(CBS DETROIT) – Each year, Michigan Humane field crews respond to nearly 5,000 rescue and cruelty calls throughout the greater Detroit area. Our Alysia Burgio joined one of their teams of cruelty investigators and saw firsthand the leading role they play in the community.
“We tell people to think of us as 911 for animals,” said Pamela Dybowksi, an animal cruelty researcher at Michigan Humane.
Every day, Dybowksi and his partner Myron Golden gear up and hit the road.
“On an average day, we’ll probably get 10 to 12 calls, but they range from probably 10 to almost 30,” said Myron Golden, an animal cruelty researcher at Michigan Humane.
As cruelty researchers, Golden and Dybowksi say each call is different.
“We have good days, we have bad days,” Dybowksi said.
Dybowski says that some days are more difficult than others.
“We have a lot of abandoned animals, a lot of unsheltered calls, underweight dogs,” Golden said.
Golden says that much of the abandonment of animals is due to money and not being able to afford the resources needed to care for a pet. That’s where Michigan Humane comes in.
Once a month at the corner of Trumball and Holden streets in Detroit, pet owners can line up for free animal food and supplies at the Michigan Humane Pet Pantry store.
The warehouse is open from 8:30 am to 11 am on Tuesday, Wednesday and Thursday. Due to the sale, pet owners are only allowed to visit once a month.
These days, Michigan Humane serves between 150 and 160 people.
Michigan Humane is also always looking for donations. Donations can be dropped off at the adoption center located at 7887 Chrysler Drive.
“We’re just here to help and educate.

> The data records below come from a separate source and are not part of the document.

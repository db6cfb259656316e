//! Fractal heightfield synthesis by midpoint displacement ("diamond-square").

use log::debug;
use rand::Rng;

use crate::error::TerrainError;

/// Row-major grid of elevations with exactly tracked bounds.
///
/// Once built the grid is read-only; synthesis produces a fresh grid instead of
/// editing one in place.
#[derive(Debug, Clone, PartialEq)]
pub struct ElevationGrid {
    width: usize,
    height: usize,
    cells: Vec<f32>,
    min_elevation: f32,
    max_elevation: f32,
}

impl ElevationGrid {
    pub fn from_samples(
        width: usize,
        height: usize,
        cells: Vec<f32>,
    ) -> Result<Self, TerrainError> {
        if width < 2 || height < 2 {
            return Err(TerrainError::InvalidDimensions { width, height });
        }
        let expected = width * height;
        if cells.len() != expected {
            return Err(TerrainError::SampleCountMismatch {
                expected,
                actual: cells.len(),
            });
        }
        if let Some(index) = cells.iter().position(|h| !h.is_finite()) {
            return Err(TerrainError::NonFiniteSample { index });
        }

        Ok(Self::with_scanned_bounds(width, height, cells))
    }

    pub fn flat(width: usize, height: usize, elevation: f32) -> Result<Self, TerrainError> {
        Self::from_samples(width, height, vec![elevation; width * height])
    }

    fn with_scanned_bounds(width: usize, height: usize, cells: Vec<f32>) -> Self {
        let (min_elevation, max_elevation) = scan_bounds(&cells);
        Self {
            width,
            height,
            cells,
            min_elevation,
            max_elevation,
        }
    }

    pub fn width(&self) -> usize {
        self.width
    }

    pub fn height(&self) -> usize {
        self.height
    }

    /// Elevation of cell `(x, z)`. Panics when the cell is outside the grid.
    pub fn get(&self, x: usize, z: usize) -> f32 {
        assert!(x < self.width && z < self.height, "cell ({x}, {z}) outside grid");
        self.cells[z * self.width + x]
    }

    pub fn cells(&self) -> &[f32] {
        &self.cells
    }

    pub fn min_elevation(&self) -> f32 {
        self.min_elevation
    }

    pub fn max_elevation(&self) -> f32 {
        self.max_elevation
    }

    pub fn range(&self) -> f32 {
        self.max_elevation - self.min_elevation
    }
}

fn scan_bounds(cells: &[f32]) -> (f32, f32) {
    cells
        .iter()
        .fold((f32::INFINITY, f32::NEG_INFINITY), |(lo, hi), &h| (lo.min(h), hi.max(h)))
}

/// Noise amplitude and its per-pass decay.
#[derive(Debug, Clone, Copy, PartialEq)]
pub struct DisplacementParams {
    /// Half-width of the uniform offset drawn in the first pass.
    pub scale: f32,
    pub decay_base: f32,
    /// Exponent of the decay; larger values smooth the finer passes faster.
    pub roughness: f32,
}

impl DisplacementParams {
    /// Starting scale taken as a fraction of the seed grid's elevation range.
    pub fn for_grid(grid: &ElevationGrid, fraction: f32, decay_base: f32, roughness: f32) -> Self {
        Self {
            scale: grid.range() * fraction,
            decay_base,
            roughness,
        }
    }

    /// Factor applied to `scale` after every pass.
    pub fn decay(&self) -> f32 {
        self.decay_base.powf(-self.roughness)
    }

    fn validate(&self) -> Result<(), TerrainError> {
        if !self.scale.is_finite() || self.scale < 0.0 {
            return Err(TerrainError::InvalidParameter {
                name: "scale",
                value: self.scale,
            });
        }
        if !self.decay_base.is_finite() || self.decay_base <= 0.0 {
            return Err(TerrainError::InvalidParameter {
                name: "decay_base",
                value: self.decay_base,
            });
        }
        if !self.roughness.is_finite() {
            return Err(TerrainError::InvalidParameter {
                name: "roughness",
                value: self.roughness,
            });
        }
        Ok(())
    }
}

/// True for `2^k + 1` with `k >= 1`.
pub fn is_displacement_size(n: usize) -> bool {
    n >= 3 && (n - 1).is_power_of_two()
}

/// Refines `seed` by midpoint displacement and returns the new grid.
///
/// The seed must be square with a side of `2^k + 1`; callers pad or crop
/// beforehand (see [`crop_to_displacement_size`]).
pub fn synthesize<R: Rng + ?Sized>(
    seed: &ElevationGrid,
    params: DisplacementParams,
    rng: &mut R,
) -> Result<ElevationGrid, TerrainError> {
    if seed.width != seed.height || !is_displacement_size(seed.width) {
        return Err(TerrainError::InvalidDimensions {
            width: seed.width,
            height: seed.height,
        });
    }
    params.validate()?;

    let size = seed.width;
    let mut heights = seed.cells.clone();
    let mut step = (size - 1) / 2;
    let mut scale = params.scale;
    let decay = params.decay();
    let mut passes = 0;

    while step > 1 {
        diamond_step(&mut heights, size, step, scale, rng);
        square_step(&mut heights, size, step, scale, rng);
        step /= 2;
        scale *= decay;
        passes += 1;
    }

    let grid = ElevationGrid::with_scanned_bounds(size, size, heights);
    debug!(
        "synthesized {size}x{size} heightfield in {passes} passes, elevation {:.2}..{:.2}",
        grid.min_elevation, grid.max_elevation
    );
    Ok(grid)
}

// Corner indices on the far side wrap modulo the grid size.
fn diamond_step<R: Rng + ?Sized>(
    heights: &mut [f32],
    size: usize,
    step: usize,
    scale: f32,
    rng: &mut R,
) {
    let half = step / 2;

    for z in (half..size).step_by(step) {
        let (z0, z1) = (z - half, (z + half) % size);
        for x in (half..size).step_by(step) {
            let (x0, x1) = (x - half, (x + half) % size);
            let avg = (heights[z0 * size + x0]
                + heights[z0 * size + x1]
                + heights[z1 * size + x0]
                + heights[z1 * size + x1])
                / 4.0;
            heights[z * size + x] = avg + displacement(rng, scale);
        }
    }
}

// Out-of-bounds neighbours are skipped, not wrapped.
fn square_step<R: Rng + ?Sized>(
    heights: &mut [f32],
    size: usize,
    step: usize,
    scale: f32,
    rng: &mut R,
) {
    let half = step / 2;

    for z in (0..size).step_by(half) {
        let shift = if (z / half) % 2 == 0 { half } else { 0 };
        for x in (shift..size).step_by(step) {
            let mut sum = 0.0;
            let mut count = 0u32;

            if x >= half {
                sum += heights[z * size + x - half];
                count += 1;
            }
            if x + half < size {
                sum += heights[z * size + x + half];
                count += 1;
            }
            if z >= half {
                sum += heights[(z - half) * size + x];
                count += 1;
            }
            if z + half < size {
                sum += heights[(z + half) * size + x];
                count += 1;
            }

            if count > 0 {
                heights[z * size + x] = sum / count as f32 + displacement(rng, scale);
            }
        }
    }
}

fn displacement<R: Rng + ?Sized>(rng: &mut R, scale: f32) -> f32 {
    if scale > 0.0 {
        rng.gen_range(-scale..=scale)
    } else {
        0.0
    }
}

/// Adds uniform noise in `[-amount, amount]` to every cell.
pub fn jitter<R: Rng + ?Sized>(
    grid: &ElevationGrid,
    amount: f32,
    rng: &mut R,
) -> Result<ElevationGrid, TerrainError> {
    if !amount.is_finite() || amount < 0.0 {
        return Err(TerrainError::InvalidParameter {
            name: "sample_jitter",
            value: amount,
        });
    }

    let cells = grid
        .cells
        .iter()
        .map(|&h| h + displacement(rng, amount))
        .collect();
    Ok(ElevationGrid::with_scanned_bounds(grid.width, grid.height, cells))
}

/// Crops the top-left corner of `grid` to the largest `2^k + 1` square it contains.
pub fn crop_to_displacement_size(grid: &ElevationGrid) -> Result<ElevationGrid, TerrainError> {
    let limit = grid.width.min(grid.height);
    if limit < 3 {
        return Err(TerrainError::InvalidDimensions {
            width: grid.width,
            height: grid.height,
        });
    }

    let mut size = 3;
    while (size - 1) * 2 + 1 <= limit {
        size = (size - 1) * 2 + 1;
    }

    if size == grid.width && size == grid.height {
        return Ok(grid.clone());
    }

    let mut cells = Vec::with_capacity(size * size);
    for z in 0..size {
        let row = z * grid.width;
        cells.extend_from_slice(&grid.cells[row..row + size]);
    }
    debug!("cropped {}x{} grid to {size}x{size}", grid.width, grid.height);
    Ok(ElevationGrid::with_scanned_bounds(size, size, cells))
}

#[cfg(test)]
mod tests {
    use super::*;
    use rand::SeedableRng;
    use rand::rngs::StdRng;

    fn params(scale: f32) -> DisplacementParams {
        DisplacementParams {
            scale,
            decay_base: 1.5,
            roughness: 1.2,
        }
    }

    fn ramp(size: usize) -> ElevationGrid {
        let cells = (0..size * size).map(|i| (i % 7) as f32 * 3.0).collect();
        ElevationGrid::from_samples(size, size, cells).unwrap()
    }

    #[test]
    fn from_samples_tracks_exact_bounds() {
        let grid = ElevationGrid::from_samples(2, 3, vec![4.0, -1.5, 2.0, 9.25, 0.0, 3.0]).unwrap();
        assert_eq!(grid.min_elevation(), -1.5);
        assert_eq!(grid.max_elevation(), 9.25);
        assert_eq!(grid.get(1, 1), 9.25);
        assert_eq!(grid.get(0, 2), 0.0);
    }

    #[test]
    fn from_samples_rejects_bad_input() {
        assert_eq!(
            ElevationGrid::from_samples(1, 4, vec![0.0; 4]),
            Err(TerrainError::InvalidDimensions { width: 1, height: 4 })
        );
        assert_eq!(
            ElevationGrid::from_samples(3, 3, vec![0.0; 8]),
            Err(TerrainError::SampleCountMismatch { expected: 9, actual: 8 })
        );
        let mut cells = vec![0.0; 4];
        cells[2] = f32::NAN;
        assert_eq!(
            ElevationGrid::from_samples(2, 2, cells),
            Err(TerrainError::NonFiniteSample { index: 2 })
        );
    }

    #[test]
    fn displacement_sizes() {
        for n in [3, 5, 9, 17, 33, 65, 129, 257, 513] {
            assert!(is_displacement_size(n), "{n}");
        }
        for n in [0, 1, 2, 4, 6, 10, 128, 256] {
            assert!(!is_displacement_size(n), "{n}");
        }
    }

    #[test]
    fn synthesize_rejects_invalid_dimensions() {
        let mut rng = StdRng::seed_from_u64(1);
        let wrong_side = ElevationGrid::flat(6, 6, 0.0).unwrap();
        assert_eq!(
            synthesize(&wrong_side, params(1.0), &mut rng),
            Err(TerrainError::InvalidDimensions { width: 6, height: 6 })
        );
        let not_square = ElevationGrid::flat(5, 9, 0.0).unwrap();
        assert_eq!(
            synthesize(&not_square, params(1.0), &mut rng),
            Err(TerrainError::InvalidDimensions { width: 5, height: 9 })
        );
    }

    #[test]
    fn synthesize_rejects_negative_scale() {
        let mut rng = StdRng::seed_from_u64(1);
        let seed = ElevationGrid::flat(5, 5, 0.0).unwrap();
        assert!(matches!(
            synthesize(&seed, params(-1.0), &mut rng),
            Err(TerrainError::InvalidParameter { name: "scale", .. })
        ));
    }

    #[test]
    fn flat_seed_without_noise_stays_flat() {
        let mut rng = StdRng::seed_from_u64(7);
        let seed = ElevationGrid::flat(5, 5, 0.0).unwrap();
        let grid = synthesize(&seed, params(0.0), &mut rng).unwrap();
        assert_eq!(grid.width(), 5);
        assert_eq!(grid.height(), 5);
        assert!(grid.cells().iter().all(|&h| h == 0.0));
        assert_eq!(grid.min_elevation(), 0.0);
        assert_eq!(grid.max_elevation(), 0.0);
    }

    #[test]
    fn same_seed_same_terrain() {
        let seed = ramp(17);
        let a = synthesize(&seed, params(6.0), &mut StdRng::seed_from_u64(42)).unwrap();
        let b = synthesize(&seed, params(6.0), &mut StdRng::seed_from_u64(42)).unwrap();
        let c = synthesize(&seed, params(6.0), &mut StdRng::seed_from_u64(43)).unwrap();
        assert_eq!(a, b);
        assert_ne!(a, c);
    }

    #[test]
    fn bounds_match_a_fresh_scan() {
        let mut rng = StdRng::seed_from_u64(3);
        let grid = synthesize(&ramp(33), params(10.0), &mut rng).unwrap();
        let (lo, hi) = scan_bounds(grid.cells());
        assert_eq!(grid.min_elevation(), lo);
        assert_eq!(grid.max_elevation(), hi);
        assert!(grid.cells().iter().all(|&h| lo <= h && h <= hi));
    }

    #[test]
    fn corners_are_never_displaced() {
        let seed = ramp(17);
        let grid = synthesize(&seed, params(25.0), &mut StdRng::seed_from_u64(11)).unwrap();
        for (x, z) in [(0, 0), (16, 0), (0, 16), (16, 16)] {
            assert_eq!(grid.get(x, z), seed.get(x, z));
        }
    }

    #[test]
    fn decay_shrinks_scale_between_passes() {
        let p = params(1.0);
        assert!((p.decay() - 1.5f32.powf(-1.2)).abs() < 1e-6);
        assert!(p.decay() < 1.0);
    }

    // On `2^k + 1` grids the far corners of the last diamond sit on the last
    // row and column, so a wrapped index would read row or column 0 instead.
    #[test]
    fn diamond_step_reads_the_far_edge_without_wrapping() {
        const EDGE: f32 = 8.0;
        for size in [5usize, 9, 17, 33, 65] {
            let mut step = (size - 1) / 2;
            while step > 1 {
                let mut heights: Vec<f32> = (0..size * size)
                    .map(|i| if i % size == size - 1 || i / size == size - 1 { EDGE } else { 0.0 })
                    .collect();
                diamond_step(&mut heights, size, step, 0.0, &mut StdRng::seed_from_u64(0));

                let last = size - 1 - step / 2;
                assert_eq!(heights[last * size + last], 0.75 * EDGE, "size {size} step {step}");
                assert_eq!(heights[last * size + step / 2], 0.5 * EDGE, "size {size} step {step}");
                assert_eq!(heights[(step / 2) * size + step / 2], 0.0, "size {size} step {step}");
                step /= 2;
            }
        }
    }

    #[test]
    fn square_step_excludes_rather_than_wraps() {
        let mut cells = vec![0.0; 25];
        // (x = 1, z = 4) would be the wrapped upper neighbour of (1, 0).
        cells[4 * 5 + 1] = 12.0;
        let seed = ElevationGrid::from_samples(5, 5, cells).unwrap();
        let grid = synthesize(&seed, params(0.0), &mut StdRng::seed_from_u64(0)).unwrap();
        assert_eq!(grid.get(1, 0), 0.0);
    }

    #[test]
    fn jitter_stays_within_amount() {
        let seed = ElevationGrid::flat(9, 9, 10.0).unwrap();
        let noisy = jitter(&seed, 1.2, &mut StdRng::seed_from_u64(5)).unwrap();
        assert!(noisy.cells().iter().all(|&h| (h - 10.0).abs() <= 1.2 + 1e-5));
        assert!(noisy.range() > 0.0);
        assert!(jitter(&seed, -1.0, &mut StdRng::seed_from_u64(5)).is_err());
    }

    #[test]
    fn crop_picks_largest_displacement_square() {
        let cells = (0..240).map(|i| i as f32).collect();
        let grid = ElevationGrid::from_samples(20, 12, cells).unwrap();
        let cropped = crop_to_displacement_size(&grid).unwrap();
        assert_eq!((cropped.width(), cropped.height()), (9, 9));
        assert_eq!(cropped.get(0, 0), 0.0);
        assert_eq!(cropped.get(8, 1), 28.0);
        assert_eq!(cropped.max_elevation(), 8.0 * 20.0 + 8.0);

        let small = ElevationGrid::flat(2, 5, 0.0).unwrap();
        assert!(crop_to_displacement_size(&small).is_err());
    }
}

We never want to take anyone’s dog,” Dybowksi said.
Dybowksi says that while it’s important year-round, it’s crucial in cooler temperatures that dogs have adequate shelter, including a doghouse and straw if they’re kept outside.
“Make sure the dog has a shelter of the right size, fill the dog house with straw, and make sure it has proper insulation. If you can put it in the garage, it helps keep out the wind, and so we do a lot of education.” Golden said. .
Michigan Humane will personally deliver if necessary.
“I just know that animals have feelings too, animals get cold feet. They can’t speak for themselves, so you have to be the voice, we have to be the voice,” Golden said.
Anyone who finds an animal that appears to need help should call Michigan Humane and field crews will go out and investigate to make sure the animal is being cared for properly.
You can contact the Rescue and Cruelty Division at 313-872-3401. If you call after hours, Michigan Humane asks the public to leave a message with their name and phone number and the call will be returned the next day.